European financial institution Alior Bank has already implemented the solution to address rising licensing fees and flexibility limitations in their legacy environment. Piotr Krzak, Chief Technology Officer at Alior Bank, noted that “by working closely with Red Hat and Hitachi Vantara, we’ve built a unified and highly-available environment that accelerates innovation, enhances scalability, and allows us to better serve our customers.”
Key advantages of the Hitachi Vantara solution with Red Hat OpenShift Virtualisation include:
Reduced operational costs and vendor dependency through unified VM and container management on a single platform. Red Hat OpenShift Virtualization, built on KVM and KubeVirt technologies, provides greater choice and flexibility through open source innovation.
Faster application deployment and migration via integrated, pre-validated systems and storage components. Hitachi Vantara’s Storage Plug-in for Containers enables dynamic, persistent storage scaling without overprovisioning resources.
Enterprise-class reliability with VSP One engineered to support continuous uptime, 100% data availability, and mission-critical workload requirements.
Comprehensive automation and visibility through Red Hat OpenShift’s integrated observability tools combined with Hitachi Vantara’s intelligent infrastructure management, delivering consistent policy enforcement, proactive issue resolution, and secure operations across hybrid environments.
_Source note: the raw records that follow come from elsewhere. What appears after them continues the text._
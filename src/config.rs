// Copyright (c) 2026 MCU-Debug Authors.
//
// Licensed under the Apache License, Version 2.0 (the "License");
// you may not use this file except in compliance with the License.
// You may obtain a copy of the License at
//
//     http://www.apache.org/licenses/LICENSE-2.0
//
// Unless required by applicable law or agreed to in writing, software
// distributed under the License is distributed on an "AS IS" BASIS,
// WITHOUT WARRANTIES OR CONDITIONS OF ANY KIND, either express or implied.
// See the License for the specific language governing permissions and
// limitations under the License.

//! Memory maps: the built-in sample, JSON map files and `name@base:size`
//! command-line entries.

use std::fs;
use std::path::{Path, PathBuf};

use serde::Deserialize;
use thiserror::Error;

use crate::memory::MemoryBlock;
use crate::mpu::table::KB;
use crate::utils::parse_literal;

#[derive(Debug, Error)]
pub enum ConfigError {
    #[error("failed to read memory map {path}: {source}")]
    Io {
        path: PathBuf,
        #[source]
        source: std::io::Error,
    },
    #[error("memory map {path} is not valid JSON: {source}")]
    Json {
        path: PathBuf,
        #[source]
        source: serde_json::Error,
    },
    #[error("bad {field} literal {value:?} for block {block:?}")]
    BadLiteral {
        block: String,
        field: &'static str,
        value: String,
    },
    #[error("block spec {0:?} is not of the form name@base:size")]
    BadBlockSpec(String),
    #[error("duplicate memory block {0:?}")]
    DuplicateBlock(String),
    #[error("no memory block named {0:?}")]
    UnknownBlock(String),
}

/// Address or size as written in a map file: a JSON integer, or a string
/// understood by [`parse_literal`].
#[derive(Debug, Deserialize)]
#[serde(untagged)]
enum Literal {
    Number(u64),
    Text(String),
}

impl Literal {
    fn resolve(&self, block: &str, field: &'static str) -> Result<u64, ConfigError> {
        match self {
            Literal::Number(n) => Ok(*n),
            Literal::Text(s) => parse_literal(s).ok_or_else(|| ConfigError::BadLiteral {
                block: block.to_string(),
                field,
                value: s.clone(),
            }),
        }
    }
}

#[derive(Debug, Deserialize)]
struct BlockEntry {
    name: String,
    base: Literal,
    size: Literal,
}

#[derive(Debug, Deserialize)]
struct MapFile {
    blocks: Vec<BlockEntry>,
}

/// Ordered list of memory blocks, names unique.
#[derive(Debug, Clone, Default, PartialEq, Eq)]
pub struct MemoryMap {
    blocks: Vec<MemoryBlock>,
}

impl MemoryMap {
    pub fn new() -> Self {
        Self::default()
    }

    /// rom, sram and dram of the reference board.
    pub fn sample() -> Self {
        Self {
            blocks: vec![
                MemoryBlock::new("rom", 0x0000_0000, 1024 * KB),
                MemoryBlock::new("sram", 0x2000_0000, 384 * KB),
                MemoryBlock::new("dram", 0x6000_0000, 1000 * KB),
            ],
        }
    }

    pub fn from_json_str(text: &str, origin: &Path) -> Result<Self, ConfigError> {
        let file: MapFile = serde_json::from_str(text).map_err(|source| ConfigError::Json {
            path: origin.to_path_buf(),
            source,
        })?;

        let mut map = Self::new();
        for entry in file.blocks {
            let base = entry.base.resolve(&entry.name, "base")?;
            let size = entry.size.resolve(&entry.name, "size")?;
            map.push(MemoryBlock::new(entry.name, base, size))?;
        }
        Ok(map)
    }

    pub fn load(path: &Path) -> Result<Self, ConfigError> {
        let text = fs::read_to_string(path).map_err(|source| ConfigError::Io {
            path: path.to_path_buf(),
            source,
        })?;
        let map = Self::from_json_str(&text, path)?;
        log::info!("Loaded {} memory blocks from {}", map.len(), path.display());
        Ok(map)
    }

    pub fn push(&mut self, block: MemoryBlock) -> Result<(), ConfigError> {
        if self.get(&block.name).is_some() {
            return Err(ConfigError::DuplicateBlock(block.name));
        }
        self.blocks.push(block);
        Ok(())
    }

    pub fn get(&self, name: &str) -> Option<&MemoryBlock> {
        self.blocks.iter().find(|b| b.name == name)
    }

    /// Keep only the named blocks, in map order.
    pub fn retain_names(&mut self, names: &[String]) -> Result<(), ConfigError> {
        if let Some(missing) = names.iter().find(|n| self.get(n).is_none()) {
            return Err(ConfigError::UnknownBlock(missing.clone()));
        }
        self.blocks.retain(|b| names.contains(&b.name));
        Ok(())
    }

    pub fn blocks(&self) -> &[MemoryBlock] {
        &self.blocks
    }

    pub fn len(&self) -> usize {
        self.blocks.len()
    }

    pub fn is_empty(&self) -> bool {
        self.blocks.is_empty()
    }
}

/// Parse a `name@base:size` command-line block, e.g. `sram@0x20000000:384K`.
pub fn parse_block_spec(spec: &str) -> Result<MemoryBlock, ConfigError> {
    let bad = || ConfigError::BadBlockSpec(spec.to_string());
    let (name, range) = spec.split_once('@').ok_or_else(bad)?;
    let (base, size) = range.split_once(':').ok_or_else(bad)?;
    let name = name.trim();
    if name.is_empty() {
        return Err(bad());
    }

    let literal = |field: &'static str, value: &str| {
        parse_literal(value).ok_or_else(|| ConfigError::BadLiteral {
            block: name.to_string(),
            field,
            value: value.to_string(),
        })
    };
    Ok(MemoryBlock::new(
        name,
        literal("base", base)?,
        literal("size", size)?,
    ))
}
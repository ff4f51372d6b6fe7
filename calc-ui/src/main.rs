use std::io;
use std::path::PathBuf;

use anyhow::{Context, Result};
use calc_core::Variant;
use clap::Parser;
use tracing::{debug, info, warn};

use calc_ui::{App, AppConfig, Outcome, app, logging, session::Session};

// ─── CLI definition ──────────────────────────────────────────────────────────

/// Terminal calculator with a basic and a scientific keypad.
///
/// Reads whitespace-separated key presses from stdin, one screen redraw per
/// line. Start with `simple` or `advanced`, go back with `back`, quit from
/// the menu with `exit`.
#[derive(Debug, Parser)]
#[command(name = "calculator")]
#[command(version, about, long_about = None)]
struct Cli {
    /// TOML configuration file.
    #[arg(short, long)]
    config: Option<PathBuf>,

    /// Saves the session here when input ends and restores it on start.
    #[arg(short, long)]
    session: Option<PathBuf>,

    /// Log filter directive (overrides the config file; RUST_LOG wins over both).
    #[arg(long)]
    log_level: Option<String>,

    /// Append log records to this file.
    #[arg(long)]
    log_file: Option<PathBuf>,

    /// Mirror log records to stderr.
    #[arg(short, long, default_value_t = false)]
    verbose: bool,

    /// Evaluate one line of key presses, print the final display and exit.
    #[arg(short, long, value_name = "KEYS")]
    eval: Option<String>,

    /// Use the basic keypad with --eval instead of the scientific one.
    #[arg(long, default_value_t = false, requires = "eval")]
    basic: bool,
}

impl Cli {
    fn into_config(self) -> Result<(AppConfig, Option<String>, bool)> {
        let mut config = match &self.config {
            Some(path) => AppConfig::load(path)?,
            None => AppConfig::default(),
        };
        if let Some(level) = self.log_level {
            config.log_level = level;
        }
        if self.log_file.is_some() {
            config.log_file = self.log_file;
        }
        if self.session.is_some() {
            config.session_file = self.session;
        }
        config.console_logging |= self.verbose;
        config.validate()?;
        Ok((config, self.eval, self.basic))
    }
}

// ─── entry point ─────────────────────────────────────────────────────────────

fn main() -> Result<()> {
    let (config, eval, basic) = Cli::parse().into_config()?;

    logging::init_logging(&config.log_level, config.console_logging);
    if let Some(path) = &config.log_file {
        logging::enable_file_logging(path)?;
    }
    debug!(?config, "configuration loaded");

    if let Some(keys) = eval {
        let variant = if basic { Variant::Basic } else { Variant::Scientific };
        println!("{}", app::evaluate_line(variant, &keys)?);
        return Ok(());
    }

    let session_file = config.session_file.clone();
    let mut app = match session_file.as_deref().map(Session::load).transpose() {
        Ok(Some(Some(session))) => App::resume(config, session),
        Ok(_) => App::new(config),
        Err(error) => {
            warn!(?error, "could not restore session, starting fresh");
            App::new(config)
        }
    };

    let outcome = app.run(io::stdin().lock(), io::stdout().lock())?;

    if let Some(path) = &session_file {
        match outcome {
            Outcome::Suspended => app
                .session()
                .save(path)
                .with_context(|| format!("Failed to suspend to {}", path.display()))?,
            Outcome::Exited => Session::discard(path)?,
        }
    }

    info!(?outcome, "calculator stopped");
    logging::disable_file_logging();
    Ok(())
}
Stefanie Chiras, Ph.D., Senior Vice President of Partner Ecosystem Success at Red Hat, commented that “as IT leaders reevaluate traditional virtualization platforms, the ability to migrate and modernize without disruption is critical. Red Hat OpenShift is the industry’s leading hybrid cloud application platform powered by Kubernetes and built on open standards, supporting VM and container portability across on-prem, public cloud, and edge environments. Together with Hitachi Vantara’s powerful infrastructure, we are enabling our customers to reduce costs, consolidate operations, and build more resilient, cloud-native infrastructure.”
This announcement builds upon the existing relationship between Hitachi Vantara and Red Hat. Earlier this year, the companies enhanced the Red Hat OpenShift migration toolkit for virtualization with a storage offloading feature for cold migrations powered by VSP One. This innovation significantly accelerates migration processes by transferring data-copying workloads from servers and networks to the storage array itself, reducing downtime and maintaining operational continuity. Hitachi Vantara emerged as a primary driver for this feature’s development and was among the first to have their offload driver reach technology preview status.